Published on this site: February 4th,
2004 - See more
articles from this month

Mary Ann Halpin and her husband Joe Croyle used to run a photo
studio in downtown L.A., working 10 hours a day, six days a week.
Even so, the overhead was so high, it was a constant struggle to
pay the rent. Nowadays they work out of their home, 4 days a week,
and spend the rest of their time relaxing and enjoying life.
"People are always saying to me, 'You're so lucky,'"
Halpin told home office experts Paul and Sarah Edwards. "But
it has nothing to do with luck. It's figuring out what you value,
what makes you happy and what brings you peace, and then slowing
down your life enough . . . to make the changes you need."
What you chose to spend your money on is your own business. But
perhaps you should evaluate potential purchases in terms of the
hours out of your life it takes to get them. Because that's what
everything you buy actually costs: hours out of your life. According
to Money magazine, in average wages, in 1916 it took 3,162 hours
of work to earn a refrigerator. Today it takes 68. Refrigerators
have gotten a lot cheaper. Of course a year of public college tuition
has gone from 160 hours in 1966 to 260; and a year at a private
college has increased from 537 hours to 1,295.
Tactic: Figure out what you net for an hour's work. Then
figure out how many hours that new suit or blouse or SUV would cost
you. If you get that much enjoyment out of it, great. If not, maybe
you'd rather have the hours instead. And maybe you can find a way
to get those hours back: either now or a few years down the road.
Thanks to the wonder of compounding, a penny saved can soon be a
lot more than a penny earned. What's the secret of The Millionaire
Next Door? According to the authors of that book, it's lifestyle.

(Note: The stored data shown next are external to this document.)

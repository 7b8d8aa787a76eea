use std::sync::{Condvar, Mutex, MutexGuard, PoisonError};

/// How a completed request ended.
#[derive(Debug, Clone, Copy, PartialEq, Eq)]
pub(crate) enum Outcome {
    /// Exactly one message was transferred.
    Delivered,
    /// A channel in the request's set was closed.
    Closed,
}

/// The final word on a request. Written exactly once, under the request
/// lock, by whichever agent serves or cancels it; that agent is also the
/// one that notifies the owner.
#[derive(Debug, Clone, Copy)]
pub(crate) struct Verdict {
    pub(crate) outcome: Outcome,
    /// Operation-list index of the channel that acted. 0 for
    /// single-channel callers.
    pub(crate) index: usize,
}

/// Payload slot for one proposed operation. The serving side moves the
/// message through here while the owner sleeps.
pub(crate) enum OpSlot<T> {
    /// Value waiting to be deposited, taken by the serving channel.
    Send(Option<T>),
    /// Slot the serving channel stores the retrieved value into.
    Recv(Option<T>),
}

/// What the blocking caller proposed.
pub(crate) enum Payload<T> {
    Send(Option<T>),
    Recv(Option<T>),
    Select(Vec<OpSlot<T>>),
}

pub(crate) struct ReqState<T> {
    pub(crate) payload: Payload<T>,
    /// `None` while the request is still eligible for service.
    pub(crate) verdict: Option<Verdict>,
    /// Queue entries still referencing this request. Memory is `Arc`'s
    /// problem; this counter exists for the liveness rule in
    /// [`Request::unregister`].
    pub(crate) registered: usize,
}

impl<T> ReqState<T> {
    #[inline]
    pub(crate) fn is_decided(&self) -> bool {
        self.verdict.is_some()
    }

    /// Takes the value to deposit for the operation at `index`.
    pub(crate) fn take_outgoing(&mut self, index: usize) -> T {
        let slot = match &mut self.payload {
            Payload::Send(slot) => slot,
            Payload::Select(slots) => match &mut slots[index] {
                OpSlot::Send(slot) => slot,
                OpSlot::Recv(_) => unreachable!("send service on a receive slot"),
            },
            Payload::Recv(_) => unreachable!("send service on a receive request"),
        };
        slot.take().expect("send payload already taken")
    }

    /// Stores a retrieved value for the operation at `index`.
    pub(crate) fn store_incoming(&mut self, index: usize, value: T) {
        let slot = match &mut self.payload {
            Payload::Recv(slot) => slot,
            Payload::Select(slots) => match &mut slots[index] {
                OpSlot::Recv(slot) => slot,
                OpSlot::Send(_) => unreachable!("receive service on a send slot"),
            },
            Payload::Send(_) => unreachable!("receive service on a send request"),
        };
        debug_assert!(slot.is_none());
        *slot = Some(value);
    }

    /// Takes the value a serving channel stored for the operation at
    /// `index`. Owner side, after a `Delivered` verdict on a receive.
    pub(crate) fn take_incoming(&mut self, index: usize) -> T {
        let slot = match &mut self.payload {
            Payload::Recv(slot) => slot,
            Payload::Select(slots) => match &mut slots[index] {
                OpSlot::Recv(slot) => slot,
                OpSlot::Send(_) => unreachable!("delivered receive points at a send slot"),
            },
            Payload::Send(_) => unreachable!("delivered receive on a send request"),
        };
        slot.take().expect("delivered receive with an empty slot")
    }
}

/// The shared record coordinating one blocking call, single-channel or
/// select. Shared between the owning caller and one queue entry per
/// channel it registered with; the last `Arc` release frees it.
///
/// The condvar stands in for a one-shot semaphore: it is notified exactly
/// once, in the same critical section that writes the verdict.
pub(crate) struct Request<T> {
    state: Mutex<ReqState<T>>,
    cond: Condvar,
}

impl<T> Request<T> {
    pub(crate) fn new(payload: Payload<T>) -> Self {
        Self {
            state: Mutex::new(ReqState {
                payload,
                verdict: None,
                registered: 0,
            }),
            cond: Condvar::new(),
        }
    }

    /// A panicking client thread must not wedge every other user of the
    /// record, so poisoning is ignored.
    pub(crate) fn lock(&self) -> MutexGuard<'_, ReqState<T>> {
        self.state.lock().unwrap_or_else(PoisonError::into_inner)
    }

    /// Writes the verdict and wakes the owner. The caller has checked
    /// `is_decided` under the same guard, so this is the single writer.
    pub(crate) fn complete(&self, state: &mut ReqState<T>, outcome: Outcome, index: usize) {
        debug_assert!(state.verdict.is_none());
        state.verdict = Some(Verdict { outcome, index });
        self.cond.notify_one();
    }

    /// Drops one queue entry's claim on this request, after the entry's
    /// pop has been handled (service or discard). If that was the last
    /// registration and the request is still undecided, no channel can
    /// ever serve it again, so it fails as closed rather than leaving the
    /// owner asleep.
    pub(crate) fn unregister(&self, state: &mut ReqState<T>) {
        state.registered -= 1;
        if state.registered == 0 && state.verdict.is_none() {
            self.complete(state, Outcome::Closed, 0);
        }
    }

    /// Blocks the owner until some agent writes the verdict. Returns
    /// immediately if it is already in.
    pub(crate) fn wait(&self) -> Verdict {
        let mut state = self.lock();
        loop {
            if let Some(verdict) = state.verdict {
                return verdict;
            }
            state = self
                .cond
                .wait(state)
                .unwrap_or_else(PoisonError::into_inner);
        }
    }
}
//! # canale
//!
//! Blocking bounded channels for communicating between OS threads.
//!
//! The crate provides one flavor, [`mpmc`]: a mutex-guarded bounded
//! channel that any thread can send to and receive from through a
//! cloneable handle, with blocking and non-blocking operations, an
//! explicit close/destroy lifecycle, and a multi-channel
//! [`select`](mpmc::select) that performs exactly one of a set of
//! proposed operations.

pub mod mpmc;
mod ring;
use std::sync::Arc;

use crate::mpmc::channel::Channel;
use crate::mpmc::error::SelectError;
use crate::mpmc::request::{OpSlot, Outcome, Payload, Request};

/// One proposed operation in a select set.
pub struct SelectOp<'a, T> {
    channel: &'a Channel<T>,
    action: Action<T>,
}

enum Action<T> {
    Send(T),
    Recv,
}

#[derive(Clone, Copy, PartialEq, Eq)]
enum Direction {
    Send,
    Recv,
}

impl<'a, T> SelectOp<'a, T> {
    /// Proposes depositing `value` into `channel`.
    pub fn send(channel: &'a Channel<T>, value: T) -> Self {
        Self {
            channel,
            action: Action::Send(value),
        }
    }

    /// Proposes retrieving one value from `channel`.
    pub fn recv(channel: &'a Channel<T>) -> Self {
        Self {
            channel,
            action: Action::Recv,
        }
    }
}

/// The one constituent operation a select performed.
#[derive(Debug, PartialEq, Eq)]
pub enum Selected<T> {
    /// The send at this index deposited its value.
    Sent(usize),
    /// The receive at this index retrieved this value.
    Received(usize, T),
}

/// Blocks until exactly one of the proposed operations can be performed,
/// and performs it.
///
/// The operation list is scanned in order, so the lowest index wins among
/// channels that are ready right away; after suspension, the first
/// channel to serve the request wins. A closed channel anywhere in the
/// set is a terminal outcome for the whole call: the error names that
/// channel's index.
///
/// The same channel may appear more than once; registration order
/// guarantees the earlier occurrence is served first and at most one
/// occurrence fires. Send values of operations that did not fire are
/// dropped with the call's coordination record.
///
/// Panics on an empty operation list.
pub fn select<T>(ops: Vec<SelectOp<'_, T>>) -> Result<Selected<T>, SelectError> {
    assert!(!ops.is_empty(), "select needs at least one operation");

    let mut channels = Vec::with_capacity(ops.len());
    let mut directions = Vec::with_capacity(ops.len());
    let mut slots = Vec::with_capacity(ops.len());
    for op in ops {
        channels.push(op.channel);
        match op.action {
            Action::Send(value) => {
                directions.push(Direction::Send);
                slots.push(OpSlot::Send(Some(value)));
            }
            Action::Recv => {
                directions.push(Direction::Recv);
                slots.push(OpSlot::Recv(None));
            }
        }
    }
    let request = Arc::new(Request::new(Payload::Select(slots)));

    // Registration scan. One channel lock plus the request lock at a
    // time, and no channel lock held between iterations, so a concurrent
    // operation on an earlier channel may serve the request mid-scan.
    for (index, channel) in channels.iter().enumerate() {
        let mut state = channel.state();
        let mut req = request.lock();
        if req.is_decided() {
            break;
        }
        if state.closed {
            request.complete(&mut req, Outcome::Closed, index);
            break;
        }
        match directions[index] {
            Direction::Send => {
                if state.ring.is_full() {
                    state.send_waiters.register(index, &request, &mut req);
                } else {
                    let value = req.take_outgoing(index);
                    state.ring.push(value);
                    request.complete(&mut req, Outcome::Delivered, index);
                    drop(req);
                    state.wake_receiver();
                    break;
                }
            }
            Direction::Recv => match state.ring.pop() {
                Some(value) => {
                    req.store_incoming(index, value);
                    request.complete(&mut req, Outcome::Delivered, index);
                    drop(req);
                    state.wake_sender();
                    break;
                }
                None => state.recv_waiters.register(index, &request, &mut req),
            },
        }
    }

    // No-op if the scan already produced a verdict. Entries left in the
    // other channels' queues are discarded lazily by those channels.
    let verdict = request.wait();
    match verdict.outcome {
        Outcome::Closed => Err(SelectError {
            index: verdict.index,
        }),
        Outcome::Delivered => match directions[verdict.index] {
            Direction::Send => Ok(Selected::Sent(verdict.index)),
            Direction::Recv => {
                let mut req = request.lock();
                Ok(Selected::Received(verdict.index, req.take_incoming(verdict.index)))
            }
        },
    }
}
use std::fmt;
use std::sync::{Arc, Mutex, MutexGuard, PoisonError};

use crossbeam_utils::CachePadded;

use crate::mpmc::error::{CloseError, DestroyError, RecvError, SendError, TryRecvError, TrySendErr};
use crate::mpmc::request::{Outcome, Payload, Request};
use crate::mpmc::waiters::WaiterQueue;
use crate::ring::RingBuffer;

/// A cheaply cloneable handle to one bounded channel. Any thread may
/// send or receive through any clone; all clones share the same buffer,
/// waiter queues, and closed flag.
pub struct Channel<T> {
    shared: Arc<Shared<T>>,
}

struct Shared<T> {
    /// One lock guards the entire channel state. Padded so neighboring
    /// allocations do not share its cache line.
    state: CachePadded<Mutex<State<T>>>,
}

/// Everything behind the channel lock.
pub(crate) struct State<T> {
    pub(crate) ring: RingBuffer<T>,
    /// Monotonic: flips false to true once, never back.
    pub(crate) closed: bool,
    pub(crate) send_waiters: WaiterQueue<T>,
    pub(crate) recv_waiters: WaiterQueue<T>,
}

impl<T> State<T> {
    /// After a successful send: hands the freshly buffered item to the
    /// first receiver still waiting. Entries whose request was already
    /// served elsewhere are discarded along the way, so FIFO order holds
    /// among live waiters.
    pub(crate) fn wake_receiver(&mut self) {
        while let Some(waiter) = self.recv_waiters.pop() {
            let mut req = waiter.request.lock();
            if req.is_decided() {
                waiter.request.unregister(&mut req);
                continue;
            }
            let value = self
                .ring
                .pop()
                .expect("serving a queued receiver from an empty buffer");
            req.store_incoming(waiter.index, value);
            waiter.request.complete(&mut req, Outcome::Delivered, waiter.index);
            waiter.request.unregister(&mut req);
            return;
        }
    }

    /// After a successful receive: lets the first live queued sender
    /// deposit its value into the slot that just freed up.
    pub(crate) fn wake_sender(&mut self) {
        while let Some(waiter) = self.send_waiters.pop() {
            let mut req = waiter.request.lock();
            if req.is_decided() {
                waiter.request.unregister(&mut req);
                continue;
            }
            let value = req.take_outgoing(waiter.index);
            self.ring.push(value);
            waiter.request.complete(&mut req, Outcome::Delivered, waiter.index);
            waiter.request.unregister(&mut req);
            return;
        }
    }

    /// Close-time drain: every waiter in both queues learns that the
    /// channel closed. No buffer operation takes place.
    fn fail_waiters(&mut self) {
        for waiter in self.send_waiters.drain().chain(self.recv_waiters.drain()) {
            let mut req = waiter.request.lock();
            if !req.is_decided() {
                waiter.request.complete(&mut req, Outcome::Closed, waiter.index);
            }
            waiter.request.unregister(&mut req);
        }
    }
}

impl<T> Channel<T> {
    /// Creates a channel with a buffer of exactly `capacity` slots.
    ///
    /// Panics if `capacity` is zero: this channel is buffered only, there
    /// are no rendezvous semantics.
    pub fn with_capacity(capacity: usize) -> Self {
        let state = State {
            ring: RingBuffer::with_capacity(capacity),
            closed: false,
            send_waiters: WaiterQueue::new(),
            recv_waiters: WaiterQueue::new(),
        };
        Self {
            shared: Arc::new(Shared {
                state: CachePadded::new(Mutex::new(state)),
            }),
        }
    }

    /// A panicking client thread must not wedge the channel for everyone
    /// else, so poisoning is ignored.
    pub(crate) fn state(&self) -> MutexGuard<'_, State<T>> {
        self.shared
            .state
            .lock()
            .unwrap_or_else(PoisonError::into_inner)
    }

    /// Deposits `value` if the channel is open and the buffer has room,
    /// without ever blocking.
    pub fn try_send(&self, value: T) -> Result<(), TrySendErr<T>> {
        let mut state = self.state();
        if state.closed {
            return Err(TrySendErr::Closed(value));
        }
        if state.ring.is_full() {
            return Err(TrySendErr::Full(value));
        }
        state.ring.push(value);
        state.wake_receiver();
        Ok(())
    }

    /// Retrieves the oldest buffered value if the channel is open and the
    /// buffer holds one, without ever blocking.
    pub fn try_recv(&self) -> Result<T, TryRecvError> {
        let mut state = self.state();
        if state.closed {
            return Err(TryRecvError::Closed);
        }
        match state.ring.pop() {
            Some(value) => {
                state.wake_sender();
                Ok(value)
            }
            None => Err(TryRecvError::Empty),
        }
    }

    /// Deposits `value`, blocking while the buffer is full. Returns the
    /// value inside the error if the channel closes first.
    pub fn send(&self, value: T) -> Result<(), SendError<T>> {
        let request;
        {
            let mut state = self.state();
            if state.closed {
                return Err(SendError(value));
            }
            if !state.ring.is_full() {
                state.ring.push(value);
                state.wake_receiver();
                return Ok(());
            }
            request = Arc::new(Request::new(Payload::Send(Some(value))));
            let mut req = request.lock();
            state.send_waiters.register(0, &request, &mut req);
        }
        match request.wait().outcome {
            Outcome::Delivered => Ok(()),
            Outcome::Closed => {
                let mut req = request.lock();
                Err(SendError(req.take_outgoing(0)))
            }
        }
    }

    /// Retrieves the oldest buffered value, blocking while the buffer is
    /// empty. Fails once the channel closes.
    pub fn recv(&self) -> Result<T, RecvError> {
        let request;
        {
            let mut state = self.state();
            if state.closed {
                return Err(RecvError);
            }
            if let Some(value) = state.ring.pop() {
                state.wake_sender();
                return Ok(value);
            }
            request = Arc::new(Request::new(Payload::Recv(None)));
            let mut req = request.lock();
            state.recv_waiters.register(0, &request, &mut req);
        }
        match request.wait().outcome {
            Outcome::Delivered => {
                let mut req = request.lock();
                Ok(req.take_incoming(0))
            }
            Outcome::Closed => Err(RecvError),
        }
    }

    /// Closes the channel: every queued sender and receiver wakes with a
    /// closed error, and every future operation fails the same way.
    /// Values still buffered are dropped with the channel, not delivered.
    pub fn close(&self) -> Result<(), CloseError> {
        let mut state = self.state();
        if state.closed {
            return Err(CloseError);
        }
        state.closed = true;
        state.fail_waiters();
        Ok(())
    }

    /// Consumes this handle, validating that the channel was closed
    /// first. On an open channel the handle comes back inside the error
    /// and the channel stays usable. The backing storage is freed when
    /// the last clone drops.
    pub fn destroy(self) -> Result<(), DestroyError<T>> {
        if !self.state().closed {
            return Err(DestroyError(self));
        }
        // close() already emptied both waiter queues
        debug_assert!(self.state().send_waiters.is_empty());
        debug_assert!(self.state().recv_waiters.is_empty());
        Ok(())
    }

    /// Returns the channel capacity.
    pub fn capacity(&self) -> usize {
        self.state().ring.capacity()
    }

    /// Returns the number of buffered values.
    pub fn len(&self) -> usize {
        self.state().ring.len()
    }

    /// Returns true if no value is buffered.
    pub fn is_empty(&self) -> bool {
        self.state().ring.is_empty()
    }

    /// Returns true if the buffer has no free slot.
    pub fn is_full(&self) -> bool {
        self.state().ring.is_full()
    }

    /// Returns true once the channel has been closed.
    pub fn is_closed(&self) -> bool {
        self.state().closed
    }
}

impl<T> Clone for Channel<T> {
    fn clone(&self) -> Self {
        Self {
            shared: Arc::clone(&self.shared),
        }
    }
}

impl<T> fmt::Debug for Channel<T> {
    fn fmt(&self, f: &mut fmt::Formatter<'_>) -> fmt::Result {
        let state = self.state();
        f.debug_struct("Channel")
            .field("capacity", &state.ring.capacity())
            .field("len", &state.ring.len())
            .field("closed", &state.closed)
            .finish()
    }
}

Not self denial, just not wasting money any more than you should
waste time.
The average family has gotten smaller in the last 50 years but
the average new home has doubled in size. And it's filled with a
lot more stuff.
Tip: We keep hearing that time is money. Time is far more
than money. "It's more valuable than platinum and more perishable
than a sunset," is the flowery way a former professor of mine
used to put it. But the money we spend is--in a very real sense--time.
And that money, as Emerson noted, is often far too expensive.
In our society, luxuries quickly turn themselves into necessities,
wants into needs. We rail against materialism to our children at
the same time that we teach them that shopping--buying for the sake
of buying--is a hobby, a leisure pursuit.
In a recent study, 71 percent of Americans saw TV as a necessity
in their lives, 40 percent thought microwaves were, over 25 percent
listed answering machines, TV remote control, VCRs, computers and
basic cable TV. About one in six said a second TV was a necessity.
These people were serious. The more affluent among us of course
are the most needy, most likely to have the most clutter crammed
into the necessity level of their hierarchy of needs. For example,
56 percent of those making over $50,000 per year believed they couldn't
survive without credit cards.
A much better book than any I've written is the source of the
observation that it's easier for a camel to pass through the eye
of a needle than for a rich person to enter the kingdom of Heaven.
Of course, it didn't say it couldn't be done. We're an extremely
wealthy country. Still, maybe too many of us spend too much of our
time trying to cram some really big camels through some very small
needles.
Oscar winner Rod Steiger said that to him success meant having
control over the time in his life. "A shoemaker who owns his
own shop and gets up one morning and says, I'm not working--that's
a successful guy."

Barry Maher is a leading speaker, writer and consultant,
providing "real world tactics and reality based motivation"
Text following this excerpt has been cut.